- Task statement
Each line starting at the one that contains "Value::Null | Value::Bool(_)" and ending at the one that contains "let n = match" must be returned exactly, and the rest of the listing is left out.

- Entries provided

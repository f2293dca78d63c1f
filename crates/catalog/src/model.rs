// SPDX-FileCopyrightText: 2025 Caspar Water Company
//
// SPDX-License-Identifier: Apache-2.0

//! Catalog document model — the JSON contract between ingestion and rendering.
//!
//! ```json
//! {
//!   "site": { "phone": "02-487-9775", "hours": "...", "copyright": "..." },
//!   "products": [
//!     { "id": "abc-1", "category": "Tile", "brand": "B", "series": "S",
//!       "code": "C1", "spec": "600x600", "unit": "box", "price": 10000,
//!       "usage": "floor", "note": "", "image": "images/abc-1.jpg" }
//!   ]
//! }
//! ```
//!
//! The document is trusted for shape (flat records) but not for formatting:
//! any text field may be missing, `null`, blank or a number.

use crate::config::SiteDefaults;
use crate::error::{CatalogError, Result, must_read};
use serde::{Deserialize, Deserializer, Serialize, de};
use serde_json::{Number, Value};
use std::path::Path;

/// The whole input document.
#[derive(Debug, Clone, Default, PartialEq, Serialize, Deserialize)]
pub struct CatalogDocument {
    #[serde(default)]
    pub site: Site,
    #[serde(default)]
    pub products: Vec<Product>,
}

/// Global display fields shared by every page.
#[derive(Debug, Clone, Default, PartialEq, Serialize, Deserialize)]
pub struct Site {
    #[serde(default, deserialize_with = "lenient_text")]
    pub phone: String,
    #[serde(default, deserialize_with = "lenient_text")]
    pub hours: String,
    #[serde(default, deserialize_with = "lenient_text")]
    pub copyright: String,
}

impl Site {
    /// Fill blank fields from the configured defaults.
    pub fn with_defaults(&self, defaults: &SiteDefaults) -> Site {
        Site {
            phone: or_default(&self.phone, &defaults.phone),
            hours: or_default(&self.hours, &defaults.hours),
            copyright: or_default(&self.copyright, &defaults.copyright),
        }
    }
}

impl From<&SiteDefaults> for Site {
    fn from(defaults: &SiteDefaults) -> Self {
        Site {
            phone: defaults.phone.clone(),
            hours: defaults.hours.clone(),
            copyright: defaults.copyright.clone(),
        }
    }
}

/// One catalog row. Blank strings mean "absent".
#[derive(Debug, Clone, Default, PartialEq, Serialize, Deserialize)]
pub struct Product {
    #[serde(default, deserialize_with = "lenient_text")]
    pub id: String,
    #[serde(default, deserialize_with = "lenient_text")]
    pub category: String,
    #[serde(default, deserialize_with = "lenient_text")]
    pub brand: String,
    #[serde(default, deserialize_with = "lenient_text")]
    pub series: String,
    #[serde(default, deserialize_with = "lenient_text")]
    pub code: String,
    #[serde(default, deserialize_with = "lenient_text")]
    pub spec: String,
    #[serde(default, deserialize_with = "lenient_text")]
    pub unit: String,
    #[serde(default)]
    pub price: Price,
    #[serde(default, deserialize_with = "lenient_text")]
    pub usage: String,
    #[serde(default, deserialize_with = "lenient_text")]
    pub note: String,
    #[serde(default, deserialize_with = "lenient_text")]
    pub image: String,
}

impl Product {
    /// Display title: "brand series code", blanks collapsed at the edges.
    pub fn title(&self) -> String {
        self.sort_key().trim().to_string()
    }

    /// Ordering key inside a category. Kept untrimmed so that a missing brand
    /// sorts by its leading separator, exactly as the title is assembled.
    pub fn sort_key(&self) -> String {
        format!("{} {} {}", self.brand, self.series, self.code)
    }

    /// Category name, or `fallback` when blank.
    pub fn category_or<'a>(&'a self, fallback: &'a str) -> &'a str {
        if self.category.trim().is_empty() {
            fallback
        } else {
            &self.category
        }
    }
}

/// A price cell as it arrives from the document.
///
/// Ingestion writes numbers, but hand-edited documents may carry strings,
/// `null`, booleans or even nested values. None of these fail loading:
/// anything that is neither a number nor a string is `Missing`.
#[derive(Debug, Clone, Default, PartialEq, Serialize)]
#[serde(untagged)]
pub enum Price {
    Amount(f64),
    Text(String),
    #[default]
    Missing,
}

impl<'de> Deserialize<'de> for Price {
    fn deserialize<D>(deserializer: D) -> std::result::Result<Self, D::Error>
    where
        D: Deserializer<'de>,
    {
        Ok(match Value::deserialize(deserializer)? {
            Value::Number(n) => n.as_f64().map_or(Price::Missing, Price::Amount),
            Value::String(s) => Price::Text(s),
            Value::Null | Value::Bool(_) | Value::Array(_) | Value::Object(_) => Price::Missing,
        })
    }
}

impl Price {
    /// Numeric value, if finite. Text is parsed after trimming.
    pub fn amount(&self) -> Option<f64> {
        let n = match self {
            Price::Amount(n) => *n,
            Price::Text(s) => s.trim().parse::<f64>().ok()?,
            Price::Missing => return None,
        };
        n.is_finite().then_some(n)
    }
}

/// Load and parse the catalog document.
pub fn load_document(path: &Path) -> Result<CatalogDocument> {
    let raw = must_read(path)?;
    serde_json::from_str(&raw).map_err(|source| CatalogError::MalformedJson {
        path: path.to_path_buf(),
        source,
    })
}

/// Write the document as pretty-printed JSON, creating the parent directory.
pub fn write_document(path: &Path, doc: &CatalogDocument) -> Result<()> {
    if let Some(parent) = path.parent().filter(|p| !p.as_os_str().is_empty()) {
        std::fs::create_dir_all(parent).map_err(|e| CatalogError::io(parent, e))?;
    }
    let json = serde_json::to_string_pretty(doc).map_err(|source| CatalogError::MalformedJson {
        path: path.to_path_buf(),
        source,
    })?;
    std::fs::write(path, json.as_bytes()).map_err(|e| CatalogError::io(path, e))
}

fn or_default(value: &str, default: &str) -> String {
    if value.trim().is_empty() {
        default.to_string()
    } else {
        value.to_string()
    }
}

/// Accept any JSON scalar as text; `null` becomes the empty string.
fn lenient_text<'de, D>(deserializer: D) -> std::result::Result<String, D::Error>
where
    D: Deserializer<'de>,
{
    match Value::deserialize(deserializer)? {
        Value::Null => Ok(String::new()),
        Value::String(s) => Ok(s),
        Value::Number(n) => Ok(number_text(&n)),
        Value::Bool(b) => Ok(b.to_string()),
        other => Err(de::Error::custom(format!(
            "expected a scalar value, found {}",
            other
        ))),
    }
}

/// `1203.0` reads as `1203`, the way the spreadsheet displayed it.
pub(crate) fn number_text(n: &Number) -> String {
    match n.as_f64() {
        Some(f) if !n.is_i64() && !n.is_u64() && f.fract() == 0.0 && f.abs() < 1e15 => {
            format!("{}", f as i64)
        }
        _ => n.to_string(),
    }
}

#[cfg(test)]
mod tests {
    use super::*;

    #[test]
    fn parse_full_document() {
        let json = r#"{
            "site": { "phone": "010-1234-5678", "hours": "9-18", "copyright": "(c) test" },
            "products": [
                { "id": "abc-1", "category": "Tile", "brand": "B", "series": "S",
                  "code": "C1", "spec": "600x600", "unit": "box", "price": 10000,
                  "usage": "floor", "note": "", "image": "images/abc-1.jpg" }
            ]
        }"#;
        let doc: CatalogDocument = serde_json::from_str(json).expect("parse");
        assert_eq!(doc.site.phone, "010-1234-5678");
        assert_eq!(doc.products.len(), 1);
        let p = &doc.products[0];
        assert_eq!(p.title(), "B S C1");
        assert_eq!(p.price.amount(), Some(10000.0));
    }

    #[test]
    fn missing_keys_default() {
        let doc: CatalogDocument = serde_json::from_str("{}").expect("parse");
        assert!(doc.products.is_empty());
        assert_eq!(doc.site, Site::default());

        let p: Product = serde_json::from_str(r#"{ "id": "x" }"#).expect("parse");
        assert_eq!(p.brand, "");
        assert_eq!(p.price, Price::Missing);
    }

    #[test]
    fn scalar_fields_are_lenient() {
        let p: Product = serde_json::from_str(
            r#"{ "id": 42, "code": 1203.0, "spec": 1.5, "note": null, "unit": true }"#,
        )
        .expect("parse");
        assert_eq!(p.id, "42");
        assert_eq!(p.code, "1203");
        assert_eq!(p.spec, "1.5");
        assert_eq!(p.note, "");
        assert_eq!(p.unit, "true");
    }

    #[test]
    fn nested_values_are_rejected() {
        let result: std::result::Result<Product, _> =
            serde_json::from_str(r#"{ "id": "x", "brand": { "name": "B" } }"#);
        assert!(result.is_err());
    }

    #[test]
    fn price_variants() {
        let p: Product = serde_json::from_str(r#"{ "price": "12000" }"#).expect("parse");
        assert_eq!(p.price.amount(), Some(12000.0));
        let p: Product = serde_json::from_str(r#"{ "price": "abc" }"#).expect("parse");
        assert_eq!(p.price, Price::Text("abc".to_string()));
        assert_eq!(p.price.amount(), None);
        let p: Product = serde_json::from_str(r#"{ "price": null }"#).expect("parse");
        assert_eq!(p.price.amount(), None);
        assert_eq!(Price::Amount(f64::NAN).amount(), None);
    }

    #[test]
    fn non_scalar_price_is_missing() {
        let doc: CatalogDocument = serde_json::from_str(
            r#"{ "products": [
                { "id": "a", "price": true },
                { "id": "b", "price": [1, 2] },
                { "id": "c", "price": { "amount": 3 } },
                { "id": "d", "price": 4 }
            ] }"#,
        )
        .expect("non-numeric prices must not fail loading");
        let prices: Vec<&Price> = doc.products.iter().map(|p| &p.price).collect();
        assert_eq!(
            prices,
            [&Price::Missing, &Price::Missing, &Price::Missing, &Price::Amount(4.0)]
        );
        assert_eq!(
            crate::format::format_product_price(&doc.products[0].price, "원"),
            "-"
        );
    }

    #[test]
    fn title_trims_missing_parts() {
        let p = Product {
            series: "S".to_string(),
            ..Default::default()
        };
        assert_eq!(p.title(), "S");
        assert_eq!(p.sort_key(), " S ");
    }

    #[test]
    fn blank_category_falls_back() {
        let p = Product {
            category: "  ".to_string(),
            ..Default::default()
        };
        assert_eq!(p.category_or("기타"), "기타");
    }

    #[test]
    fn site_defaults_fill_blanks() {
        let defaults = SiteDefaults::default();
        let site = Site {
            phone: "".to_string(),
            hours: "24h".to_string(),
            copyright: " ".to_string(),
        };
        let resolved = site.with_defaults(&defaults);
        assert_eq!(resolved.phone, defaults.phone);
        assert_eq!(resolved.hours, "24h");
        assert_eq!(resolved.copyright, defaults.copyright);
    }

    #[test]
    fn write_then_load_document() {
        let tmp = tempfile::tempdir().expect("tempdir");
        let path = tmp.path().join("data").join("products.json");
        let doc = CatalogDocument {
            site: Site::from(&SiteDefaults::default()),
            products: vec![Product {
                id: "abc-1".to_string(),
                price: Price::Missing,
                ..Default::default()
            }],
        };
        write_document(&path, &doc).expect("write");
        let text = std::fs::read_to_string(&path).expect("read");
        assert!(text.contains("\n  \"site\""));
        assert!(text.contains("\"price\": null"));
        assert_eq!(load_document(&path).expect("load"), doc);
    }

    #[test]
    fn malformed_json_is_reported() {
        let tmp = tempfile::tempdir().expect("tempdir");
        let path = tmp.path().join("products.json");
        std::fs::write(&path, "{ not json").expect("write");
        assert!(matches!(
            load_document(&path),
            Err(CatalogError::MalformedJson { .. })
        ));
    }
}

- Output for this task
            Value::Null | Value::Bool(_) | Value::Array(_) | Value::Object(_) => Price::Missing,
        })
    }
}

impl Price {
    /// Numeric value, if finite. Text is parsed after trimming.
    pub fn amount(&self) -> Option<f64> {
        let n = match self {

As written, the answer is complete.